[AAAI 21] Curriculum Labeling: Revisiting Pseudo-Labeling for Semi-Supervised Learning

Overview

◥ Curriculum Labeling ◣

Revisiting Pseudo-Labeling for Semi-Supervised Learning

Paola Cascante-Bonilla, Fuwen Tan, Yanjun Qi, Vicente Ordonez.

In the 35th AAAI Conference on Artificial Intelligence. AAAI 2021.

AboutRequirementsTrain/EvalBibtex

About

In this paper we revisit the idea of pseudo-labeling in the context of semi-supervised learning where a learning algorithm has access to a small set of labeled samples and a large set of unlabeled samples. Pseudo-labeling works by applying pseudo-labels to samples in the unlabeled set by using a model trained on the combination of the labeled samples and any previously pseudo-labeled samples, and iteratively repeating this process in a self-training cycle. Current methods seem to have abandoned this approach in favor of consistency regularization methods that train models under a combination of different styles of self-supervised losses on the unlabeled samples and standard supervised losses on the labeled samples. We empirically demonstrate that pseudo-labeling can in fact be competitive with the state-of-the-art, while being more resilient to out-of-distribution samples in the unlabeled set. We identify two key factors that allow pseudo-labeling to achieve such remarkable results (1) applying curriculum learning principles and (2) avoiding concept drift by restarting model parameters before each self-training cycle. We obtain 94.91% accuracy on CIFAR-10 using only 4,000 labeled samples, and 68.87% top-1 accuracy on Imagenet-ILSVRC using only 10% of the labeled samples.

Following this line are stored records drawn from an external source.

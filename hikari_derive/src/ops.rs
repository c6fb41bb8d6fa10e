use proc_macro2::TokenStream;
use quote::{quote, quote_spanned};
use syn::{spanned::Spanned, DeriveInput};

use crate::common::{components, type_param, with_bound, OpInfo};

/// Generates a component-wise `std::ops` impl.
///
/// `Scalar` variants broadcast a `T` right-hand side over the components,
/// `Assign` variants mutate in place. The component ops come from the `Num`
/// and `NumAssign` supertraits of `ValueType` so no extra bounds are needed.
pub fn component_op(input: &DeriveInput, full_name: &str) -> TokenStream {
    let OpInfo {
        trait_ident,
        fn_ident,
        is_scalar,
        is_assign,
    } = OpInfo::parse(full_name);

    let t = match type_param(&input.generics) {
        Ok(t) => t,
        Err(e) => return e.to_compile_error(),
    };
    let type_ident = &input.ident;
    let (impl_generics, type_generics, where_clause) = input.generics.split_for_impl();

    let rhs = if is_scalar {
        quote! { #t }
    } else {
        quote! { #type_ident #type_generics }
    };

    let per_component: Vec<TokenStream> = components(&input.data)
        .iter()
        .map(|(c, f)| {
            let rhs_component = if is_scalar {
                quote! { other }
            } else {
                quote! { other.#c }
            };
            if is_assign {
                quote_spanned! { f.span() => self.#c.#fn_ident(#rhs_component); }
            } else {
                quote_spanned! { f.span() => self.#c.#fn_ident(#rhs_component) }
            }
        })
        .collect();

    // The bare trait name keeps the expansion readable; the host file is
    // expected to have the std::ops traits in scope
    if is_assign {
        quote! {
            impl #impl_generics #trait_ident<#rhs> for #type_ident #type_generics
            #where_clause
            {
                fn #fn_ident(&mut self, other: #rhs) {
                    #(#per_component)*
                    debug_assert!(!self.has_nans());
                }
            }
        }
    } else {
        quote! {
            impl #impl_generics #trait_ident<#rhs> for #type_ident #type_generics
            #where_clause
            {
                type Output = Self;

                fn #fn_ident(self, other: #rhs) -> Self {
                    Self::new(#(#per_component),*)
                }
            }
        }
    }
}

/// Generates a component-wise `std::ops::Neg` impl.
///
/// Adds a `Neg` bound since the base `ValueType` also admits unsigned types.
pub fn neg(input: &DeriveInput, _full_name: &str) -> TokenStream {
    let t = match type_param(&input.generics) {
        Ok(t) => t,
        Err(e) => return e.to_compile_error(),
    };
    let type_ident = &input.ident;
    let generics = with_bound(&input.generics, &quote!(std::ops::Neg<Output = #t>));
    let (impl_generics, _, where_clause) = generics.split_for_impl();
    let (_, type_generics, _) = input.generics.split_for_impl();

    let per_component: Vec<TokenStream> = components(&input.data)
        .iter()
        .map(|(c, f)| quote_spanned! { f.span() => -self.#c })
        .collect();

    quote! {
        impl #impl_generics Neg for #type_ident #type_generics
        #where_clause
        {
            type Output = Self;

            fn neg(self) -> Self {
                Self::new(#(#per_component),*)
            }
        }
    }
}
use approx::assert_abs_diff_eq;
use std::sync::{Arc, Mutex};

use hikari::{
    camera::Camera,
    film::{Film, FilmSettings},
    integrator::LightingMode,
    lights::Light,
    materials::Material,
    math::{Ray, Spectrum, Vec2, Vec3},
    renderer::{self, RenderSettings},
    scene::Scene,
    shapes::{CullMode, Plane, Sphere, Triangle, TriangleMesh},
};

fn white_lambert() -> Material {
    Material::Lambert {
        diffuse_reflectance: 1.0,
        diffuse_color: Spectrum::ones(),
    }
}

/// One white sphere head-on, lit from the camera position.
fn sphere_scene() -> Scene {
    let mut scene = Scene::new();
    scene.materials.push(white_lambert());
    scene
        .spheres
        .push(Sphere::new(Vec3::new(0.0, 0.0, 5.0), 1.0, 0));
    scene
        .lights
        .push(Light::point(Vec3::zeros(), Spectrum::ones(), 25.0));
    scene
}

fn render_pixels(
    scene: &Scene,
    res: Vec2<u16>,
    mode: LightingMode,
    shadows_enabled: bool,
) -> (Vec<Spectrum<f32>>, Vec<u32>) {
    let camera = Camera::new(Vec3::zeros(), 90.0);
    let film_settings = FilmSettings {
        res,
        ..FilmSettings::default()
    };
    let film = Arc::new(Mutex::new(Film::new(res)));
    let settings = RenderSettings {
        lighting_mode: mode,
        shadows_enabled,
        match_logical_cores: true,
    };

    renderer::render(scene, &camera, &film, film_settings, settings);

    let film = film.lock().unwrap();
    (film.pixels().to_vec(), film.packed_argb())
}

#[test]
fn camera_basis_follows_yaw_and_pitch() {
    let mut camera = Camera::new(Vec3::zeros(), 90.0);

    camera.total_yaw = std::f32::consts::FRAC_PI_2;
    camera.recompute_basis();
    let forward = camera
        .camera_to_world()
        .transform_vector(Vec3::new(0.0, 0.0, 1.0));
    assert_abs_diff_eq!(forward, Vec3::new(1.0, 0.0, 0.0), epsilon = 1e-6);

    camera.total_yaw = 0.0;
    camera.total_pitch = std::f32::consts::FRAC_PI_4;
    camera.recompute_basis();
    let forward = camera
        .camera_to_world()
        .transform_vector(Vec3::new(0.0, 0.0, 1.0));
    let expected = Vec3::new(0.0, -1.0, 1.0).normalized();
    assert_abs_diff_eq!(forward, expected, epsilon = 1e-6);

    // The center ray of a 1x1 film leaves along the camera forward
    let ray = camera.ray(Vec2::new(0.5, 0.5), Vec2::new(1, 1));
    assert_abs_diff_eq!(ray.d, expected, epsilon = 1e-6);
}

#[test]
fn center_pixel_combines_terms() {
    let scene = sphere_scene();
    let (pixels, packed) =
        render_pixels(&scene, Vec2::new(3, 3), LightingMode::Combined, false);

    // The center ray hits at t = 4 facing the light head on:
    // radiance 25 / 16 times the white diffuse 1 / pi
    let expected = 25.0 / 16.0 * std::f32::consts::FRAC_1_PI;
    assert_abs_diff_eq!(pixels[4], Spectrum::from(expected), epsilon = 1e-4);
    assert_eq!(packed[4], 0xFF7F_7F7F);
}

#[test]
fn corner_pixel_misses() {
    let scene = sphere_scene();
    let (pixels, packed) =
        render_pixels(&scene, Vec2::new(3, 3), LightingMode::Combined, false);

    assert!(pixels[0].is_black());
    assert_eq!(packed[0], 0xFF00_0000);
}

#[test]
fn lighting_modes_isolate_terms() {
    let scene = sphere_scene();

    let (oa, _) = render_pixels(&scene, Vec2::new(3, 3), LightingMode::ObservedArea, false);
    assert_abs_diff_eq!(oa[4], Spectrum::ones(), epsilon = 1e-4);

    // Raw radiance is overbright there and clamps to white
    let (radiance, _) = render_pixels(&scene, Vec2::new(3, 3), LightingMode::Radiance, false);
    assert_abs_diff_eq!(radiance[4], Spectrum::ones(), epsilon = 1e-4);

    let (brdf, _) = render_pixels(&scene, Vec2::new(3, 3), LightingMode::Brdf, false);
    assert_abs_diff_eq!(
        brdf[4],
        Spectrum::from(std::f32::consts::FRAC_1_PI),
        epsilon = 1e-4
    );
}

#[test]
fn lighting_mode_cycles_in_order() {
    assert_eq!(LightingMode::ObservedArea.cycled(), LightingMode::Radiance);
    assert_eq!(LightingMode::Radiance.cycled(), LightingMode::Brdf);
    assert_eq!(LightingMode::Brdf.cycled(), LightingMode::Combined);
    assert_eq!(LightingMode::Combined.cycled(), LightingMode::ObservedArea);
}

#[test]
fn occluder_blocks_the_light_path() {
    let mut scene = sphere_scene();
    scene
        .spheres
        .push(Sphere::new(Vec3::new(0.0, 0.0, 2.0), 0.5, 0));

    // The shadow query from the far sphere's front pole toward the light
    // runs into the occluder
    let hit_offset = Vec3::new(0.0, 0.0, 4.0) + Vec3::new(0.0, 0.0, -1.0) * 0.05;
    let shadow_ray = Ray::with_bounds(
        hit_offset,
        Vec3::new(0.0, 0.0, -1.0),
        1e-4,
        hit_offset.len(),
    );
    assert!(scene.does_hit(&shadow_ray));
}

#[test]
fn shadowed_floor_pixel_goes_black() {
    let mut scene = Scene::new();
    scene.materials.push(white_lambert());
    scene.planes.push(Plane::new(
        Vec3::new(0.0, -1.0, 0.0),
        Vec3::new(0.0, 1.0, 0.0),
        0,
    ));
    scene
        .lights
        .push(Light::point(Vec3::new(0.0, 5.0, 5.0), Spectrum::ones(), 50.0));

    // The bottom-center pixel looks down at the floor in front of the camera
    let (pixels, _) = render_pixels(&scene, Vec2::new(3, 3), LightingMode::Combined, true);
    let lit_floor = pixels[7];
    assert!(!lit_floor.is_black());

    // An occluder dropped onto the light path shadows it without getting in
    // front of the camera
    scene
        .spheres
        .push(Sphere::new(Vec3::new(0.0, 2.0, 3.25), 0.5, 0));

    let (shadowed, _) = render_pixels(&scene, Vec2::new(3, 3), LightingMode::Combined, true);
    assert!(shadowed[7].is_black());

    // With shadows off the occluder changes nothing about that pixel
    let (unshadowed, _) =
        render_pixels(&scene, Vec2::new(3, 3), LightingMode::Combined, false);
    assert_abs_diff_eq!(unshadowed[7], lit_floor, epsilon = 1e-5);
}

#[test]
fn culled_mesh_still_shadows() {
    let mut scene = Scene::new();
    scene.materials.push(white_lambert());
    scene.planes.push(Plane::new(
        Vec3::new(0.0, -1.0, 0.0),
        Vec3::new(0.0, 1.0, 0.0),
        0,
    ));
    scene
        .lights
        .push(Light::point(Vec3::new(0.0, 5.0, 1.5), Spectrum::ones(), 50.0));

    // A large triangle over the floor, winding up so primary rays from
    // below face its back and get culled
    let triangle = Triangle::new(
        Vec3::new(-4.0, 2.0, 6.0),
        Vec3::new(4.0, 2.0, 6.0),
        Vec3::new(0.0, 2.0, -3.0),
        CullMode::BackFace,
        0,
    );
    assert_abs_diff_eq!(triangle.normal, Vec3::new(0.0, 1.0, 0.0));
    scene.meshes.push(TriangleMesh::from_triangles(
        &[triangle],
        CullMode::BackFace,
        0,
    ));

    // Invisible from below
    let up_ray = Ray::new(Vec3::new(0.0, -0.95, 1.5), Vec3::new(0.0, 1.0, 0.0));
    assert!(scene.closest_hit(&up_ray).is_none());

    // Yet the floor beneath it sits in shadow because the any-hit query
    // flips the culled facing
    let (pixels, _) = render_pixels(&scene, Vec2::new(3, 3), LightingMode::Combined, true);
    assert!(pixels[7].is_black());

    let (unshadowed, _) =
        render_pixels(&scene, Vec2::new(3, 3), LightingMode::Combined, false);
    assert!(!unshadowed[7].is_black());
}

#[test]
fn closest_hit_prefers_smallest_t() {
    let mut scene = Scene::new();
    scene.materials.push(white_lambert());
    scene.materials.push(Material::SolidColor {
        color: Spectrum::ones(),
    });
    scene
        .spheres
        .push(Sphere::new(Vec3::new(0.0, 0.0, 5.0), 1.0, 1));
    scene.planes.push(Plane::new(
        Vec3::new(0.0, 0.0, 8.0),
        Vec3::new(0.0, 0.0, -1.0),
        0,
    ));

    let ray = Ray::new(Vec3::zeros(), Vec3::new(0.0, 0.0, 1.0));
    let hit = scene.closest_hit(&ray).unwrap();
    assert_abs_diff_eq!(hit.t, 4.0);
    assert_eq!(hit.material_index, 1);

    // Past the sphere the plane is all that's left
    let behind = Ray::new(Vec3::new(3.0, 0.0, 0.0), Vec3::new(0.0, 0.0, 1.0));
    let hit = scene.closest_hit(&behind).unwrap();
    assert_abs_diff_eq!(hit.t, 8.0);
    assert_eq!(hit.material_index, 0);
}

#[test]
fn shadow_queries_are_reciprocal() {
    let mut scene = Scene::new();
    scene.materials.push(white_lambert());
    scene
        .spheres
        .push(Sphere::new(Vec3::new(0.0, 0.0, 5.0), 1.0, 0));
    scene.meshes.push(TriangleMesh::new(
        vec![
            Vec3::new(-2.0, -2.0, 8.0),
            Vec3::new(0.0, 2.0, 8.0),
            Vec3::new(2.0, -2.0, 8.0),
        ],
        vec![0, 1, 2],
        CullMode::None,
        0,
    ));

    // Double-sided content blocks the same segments in both directions
    let points = [
        (Vec3::new(0.0, 0.0, 0.0), Vec3::new(0.0, 0.0, 10.0)),
        (Vec3::new(0.0, 0.0, 2.0), Vec3::new(0.0, 0.5, 9.0)),
        (Vec3::new(3.0, 0.0, 0.0), Vec3::new(-3.0, 0.0, 10.0)),
        (Vec3::new(3.0, 3.0, 0.0), Vec3::new(3.0, 3.0, 10.0)),
    ];
    for (p, q) in &points {
        let to_q = *q - *p;
        let forward = Ray::with_bounds(*p, to_q.normalized(), 1e-4, to_q.len());
        let backward = Ray::with_bounds(*q, (-to_q).normalized(), 1e-4, to_q.len());
        assert_eq!(
            scene.does_hit(&forward),
            scene.does_hit(&backward),
            "reciprocity broke between {:?} and {:?}",
            p,
            q
        );
    }
}

#[test]
fn renders_are_deterministic() {
    let mut scene = sphere_scene();
    scene.planes.push(Plane::new(
        Vec3::new(0.0, -2.0, 0.0),
        Vec3::new(0.0, 1.0, 0.0),
        0,
    ));
    scene.meshes.push(TriangleMesh::new(
        vec![
            Vec3::new(-2.0, 0.0, 7.0),
            Vec3::new(0.0, 3.0, 7.0),
            Vec3::new(2.0, 0.0, 7.0),
        ],
        vec![0, 1, 2],
        CullMode::None,
        0,
    ));
    scene
        .lights
        .push(Light::point(Vec3::new(3.0, 3.0, 0.0), Spectrum::ones(), 30.0));

    // Multiple tiles across however many workers the host has
    let res = Vec2::new(64, 48);
    let (pixels_a, packed_a) = render_pixels(&scene, res, LightingMode::Combined, true);
    let (pixels_b, packed_b) = render_pixels(&scene, res, LightingMode::Combined, true);

    assert_eq!(packed_a, packed_b);
    assert_eq!(pixels_a.len(), pixels_b.len());
    for (a, b) in pixels_a.iter().zip(&pixels_b) {
        assert_eq!(a, b);
    }
}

Curriculum Labeling (CL) Algorithm.


Requirements

  • python >= 3.7.7
  • pytorch > 1.5.0
  • torchvision
  • tensorflow-gpu==1.14
  • torchcontrib
  • pytest
  • Download both zca_components.npy and zca_mean.npy. Save them in the main folder (Curriculum-Labeling).

Train

TL;DR

Run the command below to reproduce one of our experiments on CIFAR-10 with WideResNet-28-2:

python main.py --doParallel --seed 821 --nesterov --weight-decay 0.0005 --arch WRN28_2 --batch_size 512 --epochs 700 --lr_rampdown_epochs 750 --add_name WRN28_CIFAR10_AUG_MIX_SWA --mixup --swa

Everything you need to run and evaluate Curriculum Labeling is in main.py. The Wrapper class contains all the main functions to create the model, prepare the dataset, and train your model. The arguments you pass are handled by the Wrapper. For example, if you want to activate the debug mode to sneak-peak the test set scores, you can add the argument --debug when executing python main.py.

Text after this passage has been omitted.